How do I get a Chauffeur License?

A chauffeur is a person who makes a living driving people around. It is usually used to refer to people who do this in an upscale manner, excluding taxi drivers and other low-end chauffeurs, though they may technically qualify as well. As a result, a chauffeur is likely to be a limousine driver, a private luxury sedan driver, or even a carriage driver. In the United States, obtaining a chauffeur license is relatively simple, though it does require more effort than obtaining a standard driver’s license.

The specific requirements for a chauffeur license are determined a variety of factors, including the region in which one wishes to operate, the type of vehicle one wishes to drive, and the number of passengers one wishes to transport. Furthermore, many limousine companies may require training in addition to the technical requirements for the chauffeur license. This is to ensure a particularly high level of service, which is something that a chauffeur is expected to provide.

In California, for example, the type of chauffeur license required is determined the number of people who can be transported in a vehicle. For those who will be driving fewer than ten people at a time, all that is required is a Class C license, which is the standard automobile license that also serves as a chauffeur license. A Commercial Driver’s License (CDL) is required for groups of more than ten people, and it comes with its own test and restrictions. To be able to transport people across state lines, for example, you must be at least 21 years old and pass a Passenger endorsement.

A chauffeur license in the state of New York, on the other hand, is a Class E license, which is a taxi and livery license. Additional restrictions apply in New York City, including the completion of a defensive driving course, fingerprinting, and a drug test, as well as having no more than seven points on your license in the previous year and a half. The basic Class E license is valid for any vehicle carrying fewer than 14 passengers, making it appropriate for almost all chauffeurs.

In addition to state regulations and some local governments, such as New York City, most businesses desire additional training. Although these courses are not technically part of the chauffeur license, which usually falls under another commercial class, they are so necessary for employment that they may as well be. Most reputable limousine services expect their employees to have a high level of skill and knowledge, and there are schools dedicated to chauffeur training.

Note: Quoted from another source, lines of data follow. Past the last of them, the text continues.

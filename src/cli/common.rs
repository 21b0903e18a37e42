//! Common utilities and traits for CLI commands

use anyhow::{Context, Result};
use clap::Args;
use colored::Colorize;
use std::path::{Path, PathBuf};
use std::sync::Arc;

use crate::config::{ComponentDescriptor, ResolutionSettings};
use crate::model::{ComponentArtifactMetadata, VariantMetadata};
use crate::resolver::ComponentResolveState;

/// Common trait for CLI command execution pattern
pub trait CommandExecutor: Sized {
    /// Arguments locating the descriptor and variant
    fn target(&self) -> &VariantArgs;

    /// Load the descriptor named by [`target`](Self::target) and run the command
    fn execute(self, settings: &ResolutionSettings) -> Result<()> {
        let context = CommandContext::load(self.target(), settings)?;
        self.execute_with_context(&context)
    }

    /// Run the command against a loaded component
    fn execute_with_context(self, context: &CommandContext) -> Result<()>;
}

/// Arguments shared by every subcommand
#[derive(Args, Debug, Clone)]
pub struct VariantArgs {
    /// Path to the component descriptor (TOML)
    pub descriptor: PathBuf,

    /// Name of the graph-selected variant (configuration)
    #[arg(long)]
    pub variant: String,

    /// Output format (text, json)
    #[arg(short = 'f', long, default_value = "text")]
    pub format: String,
}

impl VariantArgs {
    /// Reject unsupported output formats.
    pub fn validate(&self) -> Result<()> {
        match self.format.as_str() {
            "text" | "json" => Ok(()),
            _ => Err(anyhow::anyhow!(
                "Invalid format '{}'. Valid formats are: text, json",
                self.format
            )),
        }
    }

    /// Whether JSON output was requested.
    pub fn is_json(&self) -> bool {
        self.format == "json"
    }
}

/// A loaded component with the variant a command operates on
pub struct CommandContext {
    /// Path the descriptor was read from
    pub descriptor_path: PathBuf,
    /// Effective settings
    pub settings: ResolutionSettings,
    /// Resolution state of the described component
    pub state: ComponentResolveState,
    /// The selected variant
    pub variant: Arc<VariantMetadata>,
}

impl CommandContext {
    /// Load the descriptor and locate the requested variant.
    pub fn load(args: &VariantArgs, settings: &ResolutionSettings) -> Result<Self> {
        args.validate()?;
        let descriptor = load_descriptor(&args.descriptor)?;
        let state =
            ComponentResolveState::with_settings(descriptor.into_component(), &settings.cache);

        let variant = state.metadata().configuration(&args.variant).cloned().ok_or_else(|| {
            let known: Vec<&str> =
                state.metadata().configurations().iter().map(|c| c.name()).collect();
            anyhow::anyhow!(
                "Variant '{}' is not declared in {} (declared: {})",
                args.variant,
                args.descriptor.display(),
                known.join(", ")
            )
        })?;

        Ok(Self {
            descriptor_path: args.descriptor.clone(),
            settings: settings.clone(),
            state,
            variant,
        })
    }
}

fn load_descriptor(path: &Path) -> Result<ComponentDescriptor> {
    if !path.exists() {
        return Err(anyhow::anyhow!("Descriptor file {} not found", path.display()));
    }
    ComponentDescriptor::load(path)
        .with_context(|| format!("Failed to load component descriptor {}", path.display()))
}

/// JSON form of an artifact.
pub fn artifact_json(artifact: &ComponentArtifactMetadata) -> serde_json::Value {
    let name = artifact.name();
    let mut obj = serde_json::json!({
        "component": artifact.component_id().to_string(),
        "name": name.name,
        "type": name.kind,
        "extension": name.extension,
        "file_name": name.to_string(),
    });
    if let Some(ref classifier) = name.classifier {
        obj["classifier"] = serde_json::Value::String(classifier.clone());
    }
    if let Some(file) = artifact.file() {
        obj["file"] = serde_json::Value::String(file.display().to_string());
    }
    obj
}

/// Print an artifact as one line of text.
pub fn print_artifact(artifact: &ComponentArtifactMetadata) {
    match artifact.file() {
        Some(file) => println!(
            "  {} {}",
            artifact.name().to_string().green(),
            format!("({})", file.display()).dimmed()
        ),
        None => println!("  {}", artifact.name().to_string().green()),
    }
}

/// Print a JSON value.
pub fn print_json(value: &serde_json::Value) -> Result<()> {
    println!("{}", serde_json::to_string_pretty(value)?);
    Ok(())
}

Defensive driving and specialized avoidance courses are examples of classes that teach chauffeurs how to handle the often unwieldy vehicles they drive in dangerous situations like skids or oncoming traffic. These classes may also cover proper etiquette and attire, as a chauffeur is expected to wear a high level of formal attire and be able to communicate effectively with their passengers. Although becoming proficient enough to get a job as a chauffeur at a good company can be difficult, the payoff can be substantial, with a senior chauffeur earning around $50,000 US Dollars on average (USD).